Home > Storage > PowerScale (Isilon) > Product Documentation > Management and Migration > PowerScale OneFS Authentication, Identity Management, and Authorization > NFS client file access
When a file is requested for access from a client, a sequence of events occurs. The events vary depending on the type of client and the state of file permissions. In the following figure, for example, an NFS client connects to the cluster and accesses a file in each state:
Figure 21. NFS client file access sequence
In the preceding figure, the NFSv3 client connects to the PowerScale cluster, and OneFS issues a token. It is assumed that the token has the correct UID and SID. The NFS client accesses File 1, which is in a POSIX file state. The NFS client understands POSIX bits natively, so the token is compared directly to the POSIX bits to validate access, as in a standard UNIX environment.

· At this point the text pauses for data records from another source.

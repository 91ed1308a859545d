//! Trip profile entered through the planner form

use super::SessionError;
use chrono::NaiveDate;
use serde::{Deserialize, Serialize};
use std::ops::RangeInclusive;

pub const NIGHTS_RANGE: RangeInclusive<u8> = 0..=30;
pub const PEOPLE_RANGE: RangeInclusive<u8> = 1..=20;

/// Travel style choice
#[derive(Debug, Clone, Copy, PartialEq, Eq, Hash, Serialize, Deserialize, Default)]
pub enum TravelStyle {
    #[default]
    Balanced,
    Relaxed,
    Active,
    FoodFocused,
    Luxury,
    Budget,
}

impl TravelStyle {
    pub const ALL: [TravelStyle; 6] = [
        TravelStyle::Balanced,
        TravelStyle::Relaxed,
        TravelStyle::Active,
        TravelStyle::FoodFocused,
        TravelStyle::Luxury,
        TravelStyle::Budget,
    ];

    /// Label shown in the form and used in composed prompts
    pub fn label(self) -> &'static str {
        match self {
            TravelStyle::Balanced => "Balanced",
            TravelStyle::Relaxed => "Relaxed/slow",
            TravelStyle::Active => "Active/adventure",
            TravelStyle::FoodFocused => "Food-focused",
            TravelStyle::Luxury => "Luxury",
            TravelStyle::Budget => "Budget",
        }
    }
}

/// Structured trip preferences. Saved wholesale, never merged.
#[derive(Debug, Clone, PartialEq, Eq, Serialize, Deserialize)]
#[serde(default)]
pub struct TripProfile {
    pub destination: Option<String>,
    pub start_date: Option<NaiveDate>,
    pub nights: u8,
    pub people: u8,
    pub budget: Option<String>,
    pub travel_style: TravelStyle,
}

impl Default for TripProfile {
    fn default() -> Self {
        Self {
            destination: None,
            start_date: None,
            nights: 2,
            people: 1,
            budget: None,
            travel_style: TravelStyle::Balanced,
        }
    }
}

impl TripProfile {
    /// Check numeric fields against the form's bounds
    pub fn validate(&self) -> Result<(), SessionError> {
        check_range("nights", self.nights, &NIGHTS_RANGE)?;
        check_range("people", self.people, &PEOPLE_RANGE)?;
        Ok(())
    }

    /// Trim free-text fields and drop the ones left empty
    #[must_use]
    pub fn normalized(self) -> Self {
        Self {
            destination: non_empty(self.destination),
            budget: non_empty(self.budget),
            ..self
        }
    }

    pub fn destination(&self) -> Option<&str> {
        self.destination.as_deref().map(str::trim).filter(|s| !s.is_empty())
    }

    pub fn budget(&self) -> Option<&str> {
        self.budget.as_deref().map(str::trim).filter(|s| !s.is_empty())
    }
}

fn check_range(field: &'static str, value: u8, range: &RangeInclusive<u8>) -> Result<(), SessionError> {
    if range.contains(&value) {
        Ok(())
    } else {
        Err(SessionError::OutOfRange {
            field,
            value: u32::from(value),
            min: u32::from(*range.start()),
            max: u32::from(*range.end()),
        })
    }
}

fn non_empty(value: Option<String>) -> Option<String> {
    value
        .map(|s| s.trim().to_string())
        .filter(|s| !s.is_empty())
}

Next, the NFS client accesses File 2, which is in a Real ACL file state. The NFS client does not understand ACL. A file with a Real ACL has a richer set of permissions, with several complicated DACLs and subheadings. OneFS must respect the granularity of the ACL file permissions. Thus, the NFS client’s token is compared directly to the Real ACL. However, if the NFS client issues an ls over an NFS export for File 2, OneFS must return POSIX bits, but these bits are for representation only and are not indicative of the actual file permissions. In fact, the permissions may even look more permissive than they are, because OneFS must approximate representing many ACLs into the six POSIX bits.